Xcel reported the tritium-laden water leak to state and federal officials in late November, but the spill wasn’t made public until Thursday.
Chris Clark, president of Excel Energy in North Dakota, South Dakota and Minnesota, said, “If there were public safety concerns, of course we would have provided more information sooner.”on thursday. “But I also wanted to fully understand what was going on before I voiced my concerns to those around me.”
State officials said they are waiting to get more information before making it public.
“We knew tritium was present in one of the watch wells, but Excel hadn’t identified the source of the leak or its location,” said Michael Rafferty, a spokesman for the Minnesota Pollution Control Agency.
“Now that we have all the information about where the leak occurred, how much was released into the groundwater, and how the contaminated groundwater moved beyond its original location, we are sharing this information,” he said. , added that the water remains in the property of Excel. There is no direct public health risk.
Minnesota Department of Health also said On its website that the leak did not reach the Mississippi River.
“Groundwater beneath the facility has been observed to be slowly moving in the direction of the Mississippi River, which is the direction it flows or moves underground,” said the director of industry at the Minnesota Pollution Control Agency. One Doug Wetzstein told CBS Minnesota.
Tritium is a radioactive isotope of hydrogen that occurs naturally in the environment and is a common byproduct of nuclear power plant operation. According to the NRC, it emits a weak form of beta radiation that doesn’t travel very far and can’t penetrate human skin. According to the NRC, people who drink spilled water receive only low doses.
The NRC states that tritium spills occur occasionally at nuclear power plants, but tritium leaks remain confined to the nuclear plant premises or at levels off-site that do not affect public health or safety. Xcel reported a small tritium leak in 2009 at Monticello.
Xcel said it has recovered about 25% of the tritium spilled so far, and said it plans to continue recovery efforts and introduce a permanent solution this spring.

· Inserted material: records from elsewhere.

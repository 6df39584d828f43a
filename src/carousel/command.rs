//! The carousel's complete interactive vocabulary.
//!
//! Every user-facing operation, whether triggered by a key press, a click
//! on a display case, or a programmatic call, can be represented as a
//! `CarouselCommand` and passed to
//! [`Carousel::execute`](super::Carousel::execute).

use glam::Vec3;

use crate::slot::SlotId;

/// A single carousel operation.
#[derive(Debug, Clone, Copy, PartialEq)]
pub enum CarouselCommand {
    /// Step the selection forward.
    NextDisplay,
    /// Step the selection back.
    PreviousDisplay,
    /// A display case was clicked: select it and notify click listeners.
    ClickSlot(SlotId),
    /// Re-base the resting position and animate toward it.
    SetTargetPosition(Vec3),
}
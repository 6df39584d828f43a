//! End-to-end carousel behaviour through the public API.

use std::cell::RefCell;
use std::path::Path;
use std::rc::Rc;
use std::time::Duration;

use glam::Vec3;
use vitrine::carousel::{Carousel, CarouselCommand, DisplayChanged};
use vitrine::input::{InputEvent, InputProcessor};
use vitrine::options::CarouselOptions;
use vitrine::selector::{SelectionChange, Selector, WrapMode};
use vitrine::slot::{DisplayCase, DisplayContent, SlotId};

fn assets() -> &'static Path {
    Path::new(concat!(env!("CARGO_MANIFEST_DIR"), "/assets"))
}

/// Selector that always reports the last item it was told to select and
/// ignores navigation.
#[derive(Default)]
struct PinnedSelector {
    items: Vec<SlotId>,
    current: Option<usize>,
    pending: Vec<SelectionChange>,
    navigation_calls: usize,
}

impl Selector for PinnedSelector {
    fn initialize(&mut self, items: &[SlotId]) {
        self.items = items.to_vec();
        self.current = None;
    }

    fn current_index(&self) -> Option<usize> {
        self.current
    }

    fn current_item(&self) -> Option<SlotId> {
        self.current.map(|i| self.items[i])
    }

    fn next_item(&mut self) {
        self.navigation_calls += 1;
    }

    fn previous_item(&mut self) {
        self.navigation_calls += 1;
    }

    fn select(&mut self, item: SlotId) -> bool {
        let Some(index) = self.items.iter().position(|i| *i == item) else {
            return false;
        };
        let previous = self.current_item();
        self.current = Some(index);
        self.pending.push(SelectionChange {
            previous,
            current: Some(item),
        });
        true
    }

    fn clear(&mut self) {
        self.items.clear();
        self.current = None;
        self.pending.clear();
    }

    fn len(&self) -> usize {
        self.items.len()
    }

    fn take_changes(&mut self) -> Vec<SelectionChange> {
        std::mem::take(&mut self.pending)
    }
}

#[test]
fn presets_from_assets_drive_layout_and_wrapping() {
    let options =
        CarouselOptions::load(&assets().join("presets/calm.toml")).unwrap();
    let content = DisplayContent::load(&assets().join("content.toml")).unwrap();
    assert_eq!(options.selection.wrap_mode, WrapMode::Clamp);

    let mut carousel = Carousel::new(options, content);
    carousel.initialize().unwrap();

    let slots = carousel.display_cases();
    assert_eq!(slots.len(), 3);
    assert_eq!(slots[2].position(), Vec3::new(3.0, 0.0, 0.0));
    assert_eq!(slots[0].model_position(), Vec3::new(0.0, 1.2, 0.0));
    assert_eq!(slots[1].model().name, "sneaker");

    // Clamped: stepping back from the first slot does not move.
    carousel.previous_display();
    assert!(!carousel.is_animating());

    carousel.next_display();
    carousel.advance(Duration::from_secs(1));
    assert_eq!(carousel.position(), Vec3::new(-1.5, 0.0, 0.0));
}

#[test]
fn input_events_flow_through_to_listeners() {
    let content = DisplayContent::load(&assets().join("content.toml")).unwrap();
    let options = CarouselOptions::default();
    let input = InputProcessor::new(options.keybindings.clone());
    let mut carousel = Carousel::new(options, content);
    carousel.initialize().unwrap();

    let changes: Rc<RefCell<Vec<DisplayChanged>>> = Rc::default();
    let sink = Rc::clone(&changes);
    let _ = carousel.on_display_change(move |e| sink.borrow_mut().push(*e));
    let clicks = Rc::new(RefCell::new(0));
    let click_sink = Rc::clone(&clicks);
    let _ = carousel.on_click(move |_| *click_sink.borrow_mut() += 1);

    let ids: Vec<SlotId> =
        carousel.display_cases().iter().map(DisplayCase::id).collect();
    let events = [
        InputEvent::key("ArrowRight"),
        InputEvent::SlotClicked { slot: ids[1] },
        InputEvent::Scroll { delta: 1.0 },
        InputEvent::key("Space"),
    ];
    for event in &events {
        if let Some(command) = input.handle_event(event) {
            carousel.execute(command).unwrap();
        }
        carousel.advance(Duration::from_millis(100));
    }

    // The click re-selected the already current slot.
    let changes = changes.borrow();
    assert_eq!(changes.len(), 2);
    assert_eq!(changes[0].current, Some(ids[1]));
    assert_eq!(changes[1].current, Some(ids[2]));
    assert_eq!(*clicks.borrow(), 1);
}

#[test]
fn custom_selector_plugs_into_the_controller() {
    let content = DisplayContent::load(&assets().join("content.toml")).unwrap();
    let mut carousel = Carousel::with_selector(
        CarouselOptions::default(),
        content,
        PinnedSelector::default(),
    );
    carousel.initialize().unwrap();

    carousel.next_display();
    carousel.previous_display();
    assert_eq!(carousel.selector().navigation_calls, 2);
    assert!(!carousel.is_animating());

    let last = carousel.display_cases()[2].id();
    carousel.execute(CarouselCommand::ClickSlot(last)).unwrap();
    carousel.advance(Duration::from_secs(5));
    assert_eq!(carousel.position(), Vec3::new(-2.0, 0.0, 0.0));
    assert_eq!(carousel.selected_display().map(DisplayCase::id), Some(last));
}

#[test]
fn clean_up_then_reinitialize_yields_new_slot_identities() {
    let content = DisplayContent::load(&assets().join("content.toml")).unwrap();
    let mut carousel = Carousel::new(CarouselOptions::default(), content);
    carousel.initialize().unwrap();
    let old: Vec<SlotId> =
        carousel.display_cases().iter().map(DisplayCase::id).collect();

    carousel.clean_up();
    carousel.initialize().unwrap();
    let new: Vec<SlotId> =
        carousel.display_cases().iter().map(DisplayCase::id).collect();

    assert_eq!(old.len(), new.len());
    assert!(old.iter().all(|id| !new.contains(id)));
    assert!(carousel.click_slot(old[0]).is_err());
}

The company said it notified the Federal Nuclear Regulatory Commission and the state on Nov. 22, the day after it identified a leak from a pipe between the two buildings. Since then, it has pumped groundwater and stored and treated contaminated water containing tritium below federal limits.
A statement from Excel Energy said, “With continuous monitoring from over 20 monitoring wells on site, the leaked water is fully contained on site and has not been detected outside the facility or in local drinking water. has been confirmed.
When asked why Excel Energy did not notify the public earlier, the company said: The company said it was focused on investigating the situation by containing the affected water and figuring out next steps.
The Monticello plant is located approximately 35 miles northwest of Minneapolis on the upper Mississippi River.
Excel Energy is considering the construction of above-ground storage tanks to store the collected contaminated water and is exploring options for treatment, reuse or final disposal of the collected tritium and water. State regulators will review the options the company chose, according to the MPCA.
Japan is preparing to release large amounts of treated radioactive wastewater into the ocean from the meltdown of three reactors at the Fukushima Daiichi nuclear power plant 12 years ago. Water contains tritium and other radioactive contaminants.